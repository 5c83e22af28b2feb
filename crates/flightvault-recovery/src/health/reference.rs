//! Key sets of referenced tables, for referential integrity checks.

use std::collections::{HashMap, HashSet};

use flightvault_core::models::{RecordKey, Snapshot};

/// Values present in `(table, field)` of each referenced table's current
/// state.
#[derive(Debug, Clone, Default)]
pub struct ReferenceIndex {
    keys: HashMap<(String, String), HashSet<RecordKey>>,
}

impl ReferenceIndex {
    pub fn new() -> Self {
        Self::default()
    }

    /// Index the values of `field` across `snapshot`.
    pub fn index_snapshot(&mut self, snapshot: &Snapshot, field: &str) {
        let values = field_keys(snapshot, field);
        self.keys
            .insert((snapshot.table().to_string(), field.to_string()), values);
    }

    pub fn insert(&mut self, table: &str, field: &str, keys: impl IntoIterator<Item = RecordKey>) {
        self.keys
            .entry((table.to_string(), field.to_string()))
            .or_default()
            .extend(keys);
    }

    pub fn is_indexed(&self, table: &str, field: &str) -> bool {
        self.keys.contains_key(&(table.to_string(), field.to_string()))
    }

    /// `None` when the target is not indexed.
    pub fn contains(&self, table: &str, field: &str, key: &RecordKey) -> Option<bool> {
        self.keys
            .get(&(table.to_string(), field.to_string()))
            .map(|set| set.contains(key))
    }

    pub fn keys(&self, table: &str, field: &str) -> Option<&HashSet<RecordKey>> {
        self.keys.get(&(table.to_string(), field.to_string()))
    }
}

/// Identity view of every non-null value of `field` in `snapshot`.
pub fn field_keys(snapshot: &Snapshot, field: &str) -> HashSet<RecordKey> {
    if field == snapshot.key_field() {
        return snapshot.keys().cloned().collect();
    }
    snapshot
        .records()
        .filter_map(|r| r.value(field).to_key())
        .collect()
}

What to produce: Nothing but the lines from the top of the entries above through the line with "pub fn is_indexed(&self, table: &str, field: &str)" should be set down, each exactly as written.

Solution to this problem:
repository 5c83e22af28b2feb
filename crates/flightvault-recovery/src/health/reference.rs
//! Key sets of referenced tables, for referential integrity checks.

use std::collections::{HashMap, HashSet};

use flightvault_core::models::{RecordKey, Snapshot};

/// Values present in `(table, field)` of each referenced table's current
/// state.
#[derive(Debug, Clone, Default)]
pub struct ReferenceIndex {
    keys: HashMap<(String, String), HashSet<RecordKey>>,
}

impl ReferenceIndex {
    pub fn new() -> Self {
        Self::default()
    }

    /// Index the values of `field` across `snapshot`.
    pub fn index_snapshot(&mut self, snapshot: &Snapshot, field: &str) {
        let values = field_keys(snapshot, field);
        self.keys
            .insert((snapshot.table().to_string(), field.to_string()), values);
    }

    pub fn insert(&mut self, table: &str, field: &str, keys: impl IntoIterator<Item = RecordKey>) {
        self.keys
            .entry((table.to_string(), field.to_string()))
            .or_default()
            .extend(keys);
    }

    pub fn is_indexed(&self, table: &str, field: &str) -> bool {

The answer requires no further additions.